Das Forschungsteam der Monash University im australischen Melbourne um den Geowissenschaftler Andrew G. Tomkins hat sich mit diesem ordovizischen Trümmerregen befasst. Es entdeckte, dass 21 noch nachweisbare Einschlagskrater von Asteroiden aus dem Ordovizium allesamt innerhalb einer Zone von 30 Breitengraden um den Äquator lagen – obwohl mehr als 70 Prozent der heute noch erhaltenen Gesteine damals ausserhalb dieser Region lagen. Zwar haben sich die Kontinentalplatten seither längst verschoben, doch die ursprüngliche Lage der Krater lässt sich ungefähr bestimmen.
Die Häufung der Einschläge entlang des Äquators ist nicht durch Zufall zu erklären, denn normalerweise sind die Einschläge gleichmässig über die Oberfläche verteilt, wie man beispielsweise auf dem Mond sehen kann. Der Befund stellt also eine Anomalie dar, die von den herkömmlichen Theorien nicht erklärt werden kann.

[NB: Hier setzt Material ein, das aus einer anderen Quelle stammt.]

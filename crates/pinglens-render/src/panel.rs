use crate::surface::{Style, Surface};
use crate::text::{format_rtt_line, format_stats_line};
use pinglens_model::RttSummary;

pub const TITLE_COLUMN: u16 = 5;
pub const TEXT_COLUMN: u16 = 2;
pub const STATS_ROW: u16 = 1;
pub const RTT_ROW: u16 = 2;
pub const GRAPH_ROW: u16 = 3;

#[derive(Debug, Clone, PartialEq)]
pub struct PanelView<'a> {
    pub host: &'a str,
    pub sent: u32,
    pub received: u32,
    pub loss_pct: f64,
    pub latency_total_ms: f64,
    pub rtt: Option<RttSummary>,
}

/// Draws border, title and the two text rows. The graph row is left alone so
/// a sparkline keeps its history between frames.
pub fn draw_panel_text(surface: &mut Surface, view: &PanelView<'_>, unicode: bool) {
    surface.draw_box(unicode);

    let x = surface.put_str(0, TITLE_COLUMN, &format!(" {} ", view.host), Style::bold());
    surface.put_str(0, x, "ping statistics ", Style::PLAIN);

    let inner = surface.width().saturating_sub(1);
    for row in [STATS_ROW, RTT_ROW] {
        for col in 1..inner {
            surface.put(row, col, crate::surface::Cell::BLANK);
        }
    }

    let stats = format_stats_line(view.sent, view.received, view.loss_pct, view.latency_total_ms);
    surface.put_str(STATS_ROW, TEXT_COLUMN, &stats, Style::PLAIN);

    if view.received > 0 {
        if let Some(rtt) = &view.rtt {
            surface.put_str(RTT_ROW, TEXT_COLUMN, &format_rtt_line(rtt), Style::PLAIN);
        }
    }
}

#[cfg(test)]
mod tests {
    use super::*;
    use crate::layout::PANEL_HEIGHT;

    #[test]
    fn rtt_row_waits_for_first_reply() {
        let mut surface = Surface::new(0, 100, PANEL_HEIGHT);
        let mut view = PanelView {
            host: "a.example",
            sent: 2,
            received: 0,
            loss_pct: 100.0,
            latency_total_ms: 0.0,
            rtt: None,
        };
        draw_panel_text(&mut surface, &view, false);
        assert!(surface.row_text(0).starts_with("+---- a.example ping statistics -"));
        assert!(surface.row_text(1).contains("2 packets transmitted, 0 received"));
        assert_eq!(surface.row_text(2).trim_matches(|c| c == '|' || c == ' '), "");

        view.received = 1;
        view.rtt = Some(RttSummary {
            min_ms: 3.0,
            avg_ms: 3.0,
            percentile: 95.0,
            percentile_ms: 4.0,
            max_ms: 3.0,
            stddev_ms: 0.0,
        });
        draw_panel_text(&mut surface, &view, false);
        assert!(surface.row_text(2).contains("rtt min/avg/95%/max/sdev = 3.000/3.000/4/3.000/0.000 ms"));
    }
}
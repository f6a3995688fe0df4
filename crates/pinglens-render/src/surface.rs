use crossterm::cursor::MoveTo;
use crossterm::queue;
use crossterm::style::{
    Attribute, Color, Print, ResetColor, SetAttribute, SetBackgroundColor, SetForegroundColor,
};
use std::io::{self, Write};

#[derive(Debug, Clone, Copy, PartialEq, Eq, Default)]
pub struct Style {
    pub fg: Option<Color>,
    pub bg: Option<Color>,
    pub bold: bool,
    pub reverse: bool,
}

impl Style {
    pub const PLAIN: Style = Style {
        fg: None,
        bg: None,
        bold: false,
        reverse: false,
    };

    pub fn bold() -> Self {
        Self {
            bold: true,
            ..Self::PLAIN
        }
    }

    pub fn reverse() -> Self {
        Self {
            reverse: true,
            ..Self::PLAIN
        }
    }

    pub fn fg(color: Color) -> Self {
        Self {
            fg: Some(color),
            ..Self::PLAIN
        }
    }

    pub fn with_bg(self, color: Color) -> Self {
        Self {
            bg: Some(color),
            ..self
        }
    }

    pub fn with_bold(self) -> Self {
        Self { bold: true, ..self }
    }

    fn apply<W: Write>(&self, out: &mut W) -> io::Result<()> {
        queue!(out, SetAttribute(Attribute::Reset), ResetColor)?;
        if let Some(fg) = self.fg {
            queue!(out, SetForegroundColor(fg))?;
        }
        if let Some(bg) = self.bg {
            queue!(out, SetBackgroundColor(bg))?;
        }
        if self.bold {
            queue!(out, SetAttribute(Attribute::Bold))?;
        }
        if self.reverse {
            queue!(out, SetAttribute(Attribute::Reverse))?;
        }
        Ok(())
    }
}

#[derive(Debug, Clone, Copy, PartialEq, Eq)]
pub struct Cell {
    pub ch: char,
    pub style: Style,
}

impl Cell {
    pub const BLANK: Cell = Cell {
        ch: ' ',
        style: Style::PLAIN,
    };

    pub fn new(ch: char, style: Style) -> Self {
        Self { ch, style }
    }
}

/// A rectangular, full-width slice of the screen starting at row `top`.
#[derive(Debug, Clone, PartialEq)]
pub struct Surface {
    top: u16,
    width: u16,
    height: u16,
    cells: Vec<Cell>,
}

impl Surface {
    pub fn new(top: u16, width: u16, height: u16) -> Self {
        Self {
            top,
            width,
            height,
            cells: vec![Cell::BLANK; width as usize * height as usize],
        }
    }

    pub fn top(&self) -> u16 {
        self.top
    }

    pub fn width(&self) -> u16 {
        self.width
    }

    pub fn height(&self) -> u16 {
        self.height
    }

    pub fn clear(&mut self) {
        self.cells.fill(Cell::BLANK);
    }

    pub fn clear_row(&mut self, y: u16) {
        for x in 0..self.width {
            self.put(y, x, Cell::BLANK);
        }
    }

    pub fn cell(&self, y: u16, x: u16) -> Option<&Cell> {
        if y < self.height && x < self.width {
            self.cells.get(y as usize * self.width as usize + x as usize)
        } else {
            None
        }
    }

    /// Writes one cell; out-of-bounds writes are dropped.
    pub fn put(&mut self, y: u16, x: u16, cell: Cell) {
        if y < self.height && x < self.width {
            let idx = y as usize * self.width as usize + x as usize;
            self.cells[idx] = cell;
        }
    }

    /// Writes `text` from `(y, x)` and returns the column after it.
    pub fn put_str(&mut self, y: u16, x: u16, text: &str, style: Style) -> u16 {
        let mut col = x;
        for ch in text.chars() {
            if col >= self.width {
                break;
            }
            self.put(y, col, Cell::new(ch, style));
            col += 1;
        }
        col
    }

    pub fn draw_box(&mut self, unicode: bool) {
        if self.width < 2 || self.height < 2 {
            return;
        }
        let (h, v, tl, tr, bl, br) = if unicode {
            ('─', '│', '┌', '┐', '└', '┘')
        } else {
            ('-', '|', '+', '+', '+', '+')
        };
        let right = self.width - 1;
        let bottom = self.height - 1;

        for x in 1..right {
            self.put(0, x, Cell::new(h, Style::PLAIN));
            self.put(bottom, x, Cell::new(h, Style::PLAIN));
        }
        for y in 1..bottom {
            self.put(y, 0, Cell::new(v, Style::PLAIN));
            self.put(y, right, Cell::new(v, Style::PLAIN));
        }
        self.put(0, 0, Cell::new(tl, Style::PLAIN));
        self.put(0, right, Cell::new(tr, Style::PLAIN));
        self.put(bottom, 0, Cell::new(bl, Style::PLAIN));
        self.put(bottom, right, Cell::new(br, Style::PLAIN));
    }

    pub fn row_text(&self, y: u16) -> String {
        (0..self.width)
            .filter_map(|x| self.cell(y, x))
            .map(|cell| cell.ch)
            .collect()
    }

    /// Queues the surface onto `out`, skipping rows at or below `screen_rows`.
    pub fn present<W: Write>(&self, out: &mut W, screen_rows: u16) -> io::Result<()> {
        for y in 0..self.height {
            let row = self.top.saturating_add(y);
            if row >= screen_rows {
                break;
            }
            queue!(out, MoveTo(0, row))?;

            let mut run = String::new();
            let mut run_style: Option<Style> = None;
            for x in 0..self.width {
                let Some(cell) = self.cell(y, x) else { break };
                if run_style != Some(cell.style) {
                    if let Some(style) = run_style {
                        style.apply(out)?;
                        queue!(out, Print(&run))?;
                        run.clear();
                    }
                    run_style = Some(cell.style);
                }
                run.push(cell.ch);
            }
            if let Some(style) = run_style {
                style.apply(out)?;
                queue!(out, Print(&run))?;
            }
        }
        queue!(out, SetAttribute(Attribute::Reset), ResetColor)?;
        Ok(())
    }
}

#[cfg(test)]
mod tests {
    use super::*;

    #[test]
    fn writes_are_clipped() {
        let mut surface = Surface::new(3, 6, 2);
        let end = surface.put_str(0, 2, "abcdef", Style::PLAIN);
        assert_eq!(end, 6);
        assert_eq!(surface.row_text(0), "  abcd");
        surface.put(5, 5, Cell::new('x', Style::PLAIN));
        assert!(surface.cell(5, 5).is_none());
    }

    #[test]
    fn box_outline() {
        let mut surface = Surface::new(0, 5, 3);
        surface.draw_box(false);
        assert_eq!(surface.row_text(0), "+---+");
        assert_eq!(surface.row_text(1), "|   |");
        assert_eq!(surface.row_text(2), "+---+");
    }

    #[test]
    fn present_skips_offscreen_rows() {
        let mut surface = Surface::new(1, 4, 3);
        surface.put_str(0, 0, "top", Style::PLAIN);
        surface.put_str(2, 0, "low", Style::PLAIN);
        let mut out = Vec::new();
        surface.present(&mut out, 2).unwrap();
        let text = String::from_utf8(out).unwrap();
        assert!(text.contains("top"));
        assert!(!text.contains("low"));
    }
}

Tomkins Team kam daher zum Schluss, dass nicht etwa Bruchstücke aus dem Asteroidengürtel zwischen Mars und Jupiter zu den gehäuften Einschlägen in dieser Zone um den Äquator führten, denn dies sei ausserordentlich unwahrscheinlich. Vielmehr seien Vorgänge in unserer direkten kosmischen Nachbarschaft dafür verantwortlich: Das lokal begrenzte Einschlagmuster um den Äquator herum sei durch die nahe Begegnung eines grossen Asteroiden mit der Erde vor rund 466 Millionen Jahren entstanden, vermuten die Wissenschaftler.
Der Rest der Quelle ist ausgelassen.